YOUR GOAL: The data below is to be set down exactly.

DATASET RECORDS:
==============================

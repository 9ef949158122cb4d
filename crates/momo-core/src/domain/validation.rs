//! Name rules shared by project creation, component creation, and config.
//!
//! All validation logic lives here, not scattered across commands.

use std::sync::LazyLock;

use regex::Regex;

use crate::domain::error::DomainError;

const MAX_NAME_LEN: usize = 214;
const RESERVED_NAMES: [&str; 2] = ["node_modules", "favicon.ico"];

static NPM_NAME: LazyLock<Regex> = LazyLock::new(|| {
    Regex::new(r"^(?:@[a-z0-9-*~][a-z0-9-*._~]*/)?[a-z0-9-~][a-z0-9-._~]*$")
        .expect("npm name pattern is valid")
});

static NPM_SCOPE: LazyLock<Regex> =
    LazyLock::new(|| Regex::new(r"^@[a-z0-9-~][a-z0-9-._~]*$").expect("scope pattern is valid"));

/// Centralized domain validation.
pub struct DomainValidator;

impl DomainValidator {
    /// Validate a project or member name against npm package naming rules.
    pub fn package_name(name: &str) -> Result<(), DomainError> {
        let invalid = |reason: &str| DomainError::InvalidName {
            name: name.to_string(),
            reason: reason.to_string(),
        };

        if name.is_empty() {
            return Err(invalid("name cannot be empty"));
        }
        if name.len() > MAX_NAME_LEN {
            return Err(invalid("name is too long"));
        }
        if !NPM_NAME.is_match(name) {
            return Err(invalid(
                "must be a valid npm package name (lowercase, no spaces, allowed special chars: -_.~)",
            ));
        }
        if RESERVED_NAMES.contains(&name) {
            return Err(invalid("name is reserved"));
        }
        Ok(())
    }

    /// Validate an npm scope such as `@momo`.
    pub fn scope(scope: &str) -> Result<(), DomainError> {
        if scope.is_empty() {
            return Err(DomainError::InvalidScope {
                scope: scope.to_string(),
                reason: "scope cannot be empty".into(),
            });
        }
        if !NPM_SCOPE.is_match(scope) {
            return Err(DomainError::InvalidScope {
                scope: scope.to_string(),
                reason: "must start with @ and be a valid npm scope".into(),
            });
        }
        Ok(())
    }

    /// Default scope derived from a project name: `My App!` → `@myapp`.
    pub fn scope_from_project_name(project_name: &str) -> String {
        let cleaned: String = project_name
            .chars()
            .filter(|c| c.is_ascii_alphanumeric() || *c == '-')
            .collect::<String>()
            .to_ascii_lowercase();
        format!("@{cleaned}")
    }
}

==============================

ANSWER TO THIS EXERCISE:
repository 9ef949158122cb4d
filename crates/momo-core/src/domain/validation.rs
//! Name rules shared by project creation, component creation, and config.
//!
//! All validation logic lives here, not scattered across commands.

use std::sync::LazyLock;

use regex::Regex;

use crate::domain::error::DomainError;

const MAX_NAME_LEN: usize = 214;
const RESERVED_NAMES: [&str; 2] = ["node_modules", "favicon.ico"];

static NPM_NAME: LazyLock<Regex> = LazyLock::new(|| {
    Regex::new(r"^(?:@[a-z0-9-*~][a-z0-9-*._~]*/)?[a-z0-9-~][a-z0-9-._~]*$")
        .expect("npm name pattern is valid")
});

static NPM_SCOPE: LazyLock<Regex> =
    LazyLock::new(|| Regex::new(r"^@[a-z0-9-~][a-z0-9-._~]*$").expect("scope pattern is valid"));

/// Centralized domain validation.
pub struct DomainValidator;

impl DomainValidator {
    /// Validate a project or member name against npm package naming rules.
    pub fn package_name(name: &str) -> Result<(), DomainError> {
        let invalid = |reason: &str| DomainError::InvalidName {
            name: name.to_string(),
            reason: reason.to_string(),
        };

        if name.is_empty() {
            return Err(invalid("name cannot be empty"));
        }
        if name.len() > MAX_NAME_LEN {
            return Err(invalid("name is too long"));
        }
        if !NPM_NAME.is_match(name) {
            return Err(invalid(
                "must be a valid npm package name (lowercase, no spaces, allowed special chars: -_.~)",
            ));
        }
        if RESERVED_NAMES.contains(&name) {
            return Err(invalid("name is reserved"));
        }
        Ok(())
    }

    /// Validate an npm scope such as `@momo`.
    pub fn scope(scope: &str) -> Result<(), DomainError> {
        if scope.is_empty() {
            return Err(DomainError::InvalidScope {
                scope: scope.to_string(),
                reason: "scope cannot be empty".into(),
            });
        }
        if !NPM_SCOPE.is_match(scope) {
            return Err(DomainError::InvalidScope {
                scope: scope.to_string(),
                reason: "must start with @ and be a valid npm scope".into(),
            });
        }
        Ok(())
    }

    /// Default scope derived from a project name: `My App!` → `@myapp`.
    pub fn scope_from_project_name(project_name: &str) -> String {
        let cleaned: String = project_name
            .chars()
            .filter(|c| c.is_ascii_alphanumeric() || *c == '-')
            .collect::<String>()
            .to_ascii_lowercase();
        format!("@{cleaned}")
    }
}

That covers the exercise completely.